Infrastructure design, as we understand it, involves the planning, design, and maintenance of a large product platform where others can come to build. Our priority right now is to provide all the building blocks (Design system, user experiences, interactions, etc.) to allow others to create. So immediately we launched the Product Playground, a worry started to circle our minds; with this tool, our design job will disappear? This is a valid question due to the significant hysteria in the design community since AI has become a permanent presence. My answer to that is no; there are still many things a designer can do that no one else can. The issue until now is that we have allowed companies to pigeonhole our work as only an interface exercise, and I believe it is more than that.
At the end of the day, if someone is creating stuff in a Playground, it is the designer who decides if such an invention is easy to use, coherent with user needs, and meets other relevant criteria.

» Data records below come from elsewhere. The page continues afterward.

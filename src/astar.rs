//! A* over any hashable node type, written in the style of
//! [pathfinding's astar function](https://docs.rs/pathfinding/latest/pathfinding/directed/astar/index.html)
//! but with an explicit, reusable [SearchContext] holding the per-search bookkeeping and a
//! deterministic first-found tie-break between frontier nodes of equal priority.
use fxhash::FxBuildHasher;
use indexmap::map::Entry::{Occupied, Vacant};
use indexmap::IndexMap;
use log::warn;
use num_traits::Zero;
use std::cmp::Ordering;
use std::collections::BinaryHeap;
use std::hash::Hash;

type FxIndexMap<K, V> = IndexMap<K, V, FxBuildHasher>;

#[derive(Clone, Copy)]
struct SmallestCostHolder {
    estimated_cost: f64,
    sequence: usize,
    index: usize,
}

impl Eq for SmallestCostHolder {}

impl PartialEq for SmallestCostHolder {
    fn eq(&self, other: &Self) -> bool {
        self.cmp(other) == Ordering::Equal
    }
}

impl PartialOrd for SmallestCostHolder {
    fn partial_cmp(&self, other: &Self) -> Option<Ordering> {
        Some(self.cmp(other))
    }
}

impl Ord for SmallestCostHolder {
    fn cmp(&self, other: &Self) -> Ordering {
        // Smallest estimated cost first; among equals the node that entered the frontier first.
        match other.estimated_cost.total_cmp(&self.estimated_cost) {
            Ordering::Equal => other.sequence.cmp(&self.sequence),
            s => s,
        }
    }
}

/// Search bookkeeping of one node: `g`, `h`, `f = g + h` and the predecessor on the best route
/// found so far. Absent entries read as `g = +inf` with no predecessor.
#[derive(Clone, Copy, Debug)]
pub(crate) struct Scratch<C> {
    pub g: C,
    pub h: f64,
    pub f: f64,
    pub came_from: Option<usize>,
    /// Insertion sequence number while the node is in the open set.
    open: Option<usize>,
}

/// Owns the frontier and the scratch map so their allocations survive between searches.
#[derive(Clone, Debug)]
pub(crate) struct SearchContext<N, C> {
    to_see: BinaryHeap<SmallestCostHolder>,
    scratch: FxIndexMap<N, Scratch<C>>,
    sequence: usize,
    expansions: usize,
}

impl core::fmt::Debug for SmallestCostHolder {
    fn fmt(&self, f: &mut core::fmt::Formatter<'_>) -> core::fmt::Result {
        write!(f, "({}, #{}, @{})", self.estimated_cost, self.sequence, self.index)
    }
}

impl<N, C> Default for SearchContext<N, C> {
    fn default() -> Self {
        SearchContext {
            to_see: BinaryHeap::new(),
            scratch: FxIndexMap::default(),
            sequence: 0,
            expansions: 0,
        }
    }
}

impl<N, C> SearchContext<N, C>
where
    N: Eq + Hash + Clone,
    C: Zero + Ord + Copy,
    f64: From<C>,
{
    pub fn new() -> Self {
        Self::default()
    }

    /// Forgets everything the previous search learned; every node reads as unvisited again.
    pub fn reset(&mut self) {
        self.to_see.clear();
        self.scratch.clear();
        self.sequence = 0;
        self.expansions = 0;
    }

    /// Number of nodes expanded by the last search.
    pub fn expansions(&self) -> usize {
        self.expansions
    }

    /// Bookkeeping left behind by the last search for a node, if it was ever reached.
    pub fn scratch(&self, node: &N) -> Option<&Scratch<C>> {
        self.scratch.get(node)
    }

    fn next_sequence(&mut self) -> usize {
        let sequence = self.sequence;
        self.sequence += 1;
        sequence
    }

    fn reverse_path(&self, goal: usize) -> Vec<N> {
        let mut path: Vec<N> = std::iter::successors(Some(goal), |&i| {
            self.scratch.get_index(i).and_then(|(_, s)| s.came_from)
        })
        .filter_map(|i| self.scratch.get_index(i).map(|(node, _)| node.clone()))
        .collect();
        path.reverse();
        path
    }

    /// Runs A* from `start` until `success` accepts a node, returning the route to it and its
    /// cost. `successors` yields each neighbour together with the cost of moving there. Gives up
    /// with [None] when the frontier runs dry or after `max_expansions` expanded nodes.
    pub fn astar<FN, IN, FH, FS>(
        &mut self,
        start: &N,
        mut successors: FN,
        mut heuristic: FH,
        mut success: FS,
        max_expansions: Option<usize>,
    ) -> Option<(Vec<N>, C)>
    where
        FN: FnMut(&N) -> IN,
        IN: IntoIterator<Item = (N, C)>,
        FH: FnMut(&N) -> f64,
        FS: FnMut(&N) -> bool,
    {
        self.reset();
        let h = heuristic(start);
        let sequence = self.next_sequence();
        self.scratch.insert(
            start.clone(),
            Scratch {
                g: C::zero(),
                h,
                f: f64::from(C::zero()) + h,
                came_from: None,
                open: Some(sequence),
            },
        );
        self.to_see.push(SmallestCostHolder {
            estimated_cost: f64::from(C::zero()) + h,
            sequence,
            index: 0,
        });
        while let Some(SmallestCostHolder {
            sequence, index, ..
        }) = self.to_see.pop()
        {
            let (node, cost) = {
                let Some((node, entry)) = self.scratch.get_index_mut(index) else {
                    continue;
                };
                // A node that was improved while waiting is pushed again under its original
                // sequence number; whichever copy comes out first closes it and the rest are
                // skipped here.
                if entry.open != Some(sequence) {
                    continue;
                }
                entry.open = None;
                (node.clone(), entry.g)
            };
            if success(&node) {
                return Some((self.reverse_path(index), cost));
            }
            if max_expansions.is_some_and(|max| self.expansions >= max) {
                warn!(
                    "Search abandoned after {} expansions without reaching the goal",
                    self.expansions
                );
                return None;
            }
            self.expansions += 1;
            for (successor, move_cost) in successors(&node) {
                let new_cost = cost + move_cost;
                let n; // index for successor
                let f; // estimated cost through successor
                let s; // frontier sequence number of successor
                match self.scratch.entry(successor) {
                    Vacant(e) => {
                        let h = heuristic(e.key());
                        n = e.index();
                        f = f64::from(new_cost) + h;
                        s = self.sequence;
                        self.sequence += 1;
                        e.insert(Scratch {
                            g: new_cost,
                            h,
                            f,
                            came_from: Some(index),
                            open: Some(s),
                        });
                    }
                    Occupied(mut e) => {
                        if new_cost < e.get().g {
                            n = e.index();
                            let entry = e.get_mut();
                            entry.g = new_cost;
                            entry.f = f64::from(new_cost) + entry.h;
                            entry.came_from = Some(index);
                            f = entry.f;
                            s = match entry.open {
                                Some(s) => s,
                                None => {
                                    let s = self.sequence;
                                    self.sequence += 1;
                                    entry.open = Some(s);
                                    s
                                }
                            };
                        } else {
                            continue;
                        }
                    }
                }
                self.to_see.push(SmallestCostHolder {
                    estimated_cost: f,
                    sequence: s,
                    index: n,
                });
            }
        }
        None
    }
}
//! Fuzzes the pathfinding system on many random weighted grids: a path is found exactly when the
//! goal shares a connected component with the start, and its cost matches an exhaustive search
//! for every heuristic.
use rand::prelude::*;
use weighted_grid_pathing::{
    AstarSolver, Command, Heuristic, PathingGrid, Planner, PlannerConfig, Point,
};

fn random_grid(w: usize, h: usize, rng: &mut StdRng, density: f64) -> PathingGrid {
    let mut pathing_grid = PathingGrid::random(w, h, rng);
    for x in 0..w as i32 {
        for y in 0..h as i32 {
            pathing_grid
                .set_obstacle(Point::new(x, y), rng.gen_bool(density))
                .unwrap();
        }
    }
    pathing_grid.generate_components();
    pathing_grid
}

fn visualize_grid(grid: &PathingGrid, start: &Point, end: &Point) {
    for cell in grid.cells() {
        let p = cell.position;
        if *start == p {
            print!("S");
        } else if *end == p {
            print!("G");
        } else if cell.is_obstacle {
            print!("#");
        } else {
            print!("{}", cell.cost);
        }
        if p.x as usize == grid.width() - 1 {
            println!();
        }
    }
}

/// Cheapest summed cell cost over all simple paths, with branch and bound.
fn brute_force_cost(grid: &PathingGrid, start: Point, goal: Point) -> Option<u32> {
    fn visit(
        grid: &PathingGrid,
        node: Point,
        goal: Point,
        cost: u32,
        visited: &mut Vec<bool>,
        best: &mut Option<u32>,
    ) {
        let cost = cost + u32::from(grid.get(node).unwrap().cost);
        if best.is_some_and(|b| cost >= b) {
            return;
        }
        if node == goal {
            *best = Some(cost);
            return;
        }
        let ix = node.y as usize * grid.width() + node.x as usize;
        visited[ix] = true;
        for n in grid.neighbours(node).collect::<Vec<_>>() {
            let n_ix = n.y as usize * grid.width() + n.x as usize;
            if !visited[n_ix] && !grid.get(n).unwrap().is_obstacle {
                visit(grid, n, goal, cost, visited, best);
            }
        }
        visited[ix] = false;
    }
    let mut best = None;
    let mut visited = vec![false; grid.width() * grid.height()];
    visit(grid, start, goal, 0, &mut visited, &mut best);
    best
}

#[test]
fn fuzz() {
    const N: usize = 10;
    const N_GRIDS: usize = 2000;
    let mut rng = StdRng::seed_from_u64(0);
    let start = Point::new(0, 0);
    let end = Point::new(N as i32 - 1, N as i32 - 1);
    for heuristic in Heuristic::ALL {
        let mut solver = AstarSolver::with_heuristic(heuristic);
        for _ in 0..N_GRIDS {
            let mut random_grid = random_grid(N, N, &mut rng, 0.4);
            random_grid.set_obstacle(start, false).unwrap();
            random_grid.set_obstacle(end, false).unwrap();
            random_grid.update();
            let reachable = random_grid.reachable(&start, &end);
            // Bypass the component shortcut so the search itself has to agree.
            random_grid.components_dirty = true;
            let path = solver
                .get_path_single_goal(&random_grid, start, end)
                .unwrap();
            // Show the grid if a path is not found
            if path.is_empty() == reachable {
                visualize_grid(&random_grid, &start, &end);
            }
            assert!(path.is_empty() != reachable);
        }
    }
}

#[test]
fn fuzz_distance() {
    const N: usize = 6;
    const N_GRIDS: usize = 1000;
    let mut rng = StdRng::seed_from_u64(0);
    let mut solvers = Heuristic::ALL.map(AstarSolver::with_heuristic);
    for _ in 0..N_GRIDS {
        let mut random_grid = random_grid(N, N, &mut rng, 0.35);
        let start = Point::new(rng.gen_range(0..N as i32), rng.gen_range(0..N as i32));
        let end = Point::new(rng.gen_range(0..N as i32), rng.gen_range(0..N as i32));
        random_grid.set_obstacle(start, false).unwrap();
        random_grid.set_obstacle(end, false).unwrap();
        random_grid.update();
        let optimal = brute_force_cost(&random_grid, start, end);
        for solver in &mut solvers {
            let path = solver
                .get_path_single_goal(&random_grid, start, end)
                .unwrap();
            let cost = (!path.is_empty()).then(|| path.cost());
            if cost != optimal {
                println!(
                    "{}: found {cost:?}, optimal {optimal:?}\n{path}",
                    solver.heuristic
                );
                visualize_grid(&random_grid, &start, &end);
            }
            assert_eq!(cost, optimal);
        }
    }
}

/// Random edits between ticks never leave the planner with a path that disagrees with a fresh
/// search on the same grid.
#[test]
fn fuzz_planner() {
    const N_STEPS: usize = 3000;
    let mut rng = StdRng::seed_from_u64(0);
    let config = PlannerConfig {
        width: 12,
        height: 9,
        obstacles: 30,
        speed: 2,
        seed: Some(0),
        ..PlannerConfig::default()
    };
    let mut planner = Planner::random(config).unwrap();
    planner.set_moving(true);
    let mut solver = AstarSolver::new();
    for _ in 0..N_STEPS {
        let p = Point::new(rng.gen_range(0..12), rng.gen_range(0..9));
        let command = match rng.gen_range(0..20) {
            0..=5 => Command::EditObstacle(p, true),
            6..=8 => Command::EditObstacle(p, false),
            9..=11 => Command::EditCost(p, rng.gen_range(1..=3)),
            12 => Command::SetEnd(p),
            13 => Command::SetStart(p),
            14 => Command::SelectHeuristic(Heuristic::ALL[rng.gen_range(0..3)]),
            15 => Command::ClearObstacles,
            _ => Command::SetMoving(true),
        };
        planner.apply(command).unwrap();
        planner.tick().unwrap();
        assert!(!planner.is_dirty());
        let grid = planner.grid();
        assert!(!grid.get(planner.start()).unwrap().is_obstacle);
        assert!(!grid.get(planner.end()).unwrap().is_obstacle);
        let path = planner.path();
        if let Some(head) = path.first() {
            assert_eq!(*head, planner.agent());
            assert_eq!(path.last(), Some(&planner.end()));
        }
        solver.heuristic = planner.heuristic();
        let fresh = solver
            .get_path_single_goal(grid, planner.start(), planner.end())
            .unwrap();
        if !path.is_empty() {
            assert_eq!(fresh.cost(), planner.remaining_cost());
        }
    }
}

Along with this “new concept” that only applies to design teams, there is another one with a broader scale that we are adopting, and I’d like to share: functional design. This concept refers to the Playground outcome, where ideas are essentially functional and ready to implement. We’ve abandoned static design and limited prototypes for rich interactions and complete flows that can be made in minutes.
When we talk about design now, we can see things working in a real environment and have more effective conversations with users and stakeholders. The sense of reality is a plus we haven’t had before.
Another topic we have been navigating and evangelizing within the design team is embracing “designs” from others, especially from those who are not designers. To clarify, the Product Playground is not open to everyone in the company, but only to people in the tech department (PMs, sales, data, engineers, QA, etc). The message is simple on this concern: What was once an insult to us as designers is now real collaboration. We can exchange design and experiences, and also teach them how to do it in the process.
The new company’s way of working.
Since we started embracing the “production acceleration stage” in the company, we see product design with fresh perspectives, especially with the Product Playground in the conversation. It may not be the right or only path to follow in the industry, but for us, it’s been quite a change.
The most compelling evidence we have to validate our hypothesis is time. Before all these concepts (Acceleration stage, Product Playground, Infrastructure design, and functional design), building an idea went like this: Ideation → Model → Prototype → Engineering. The cycle was slow, expensive, and discouraged innovation, as typically only one idea was developed. Now, a process that used to take weeks only takes a few hours. Plus, we can test multiple versions of an interface quickly, preventing ideas from falling by the wayside.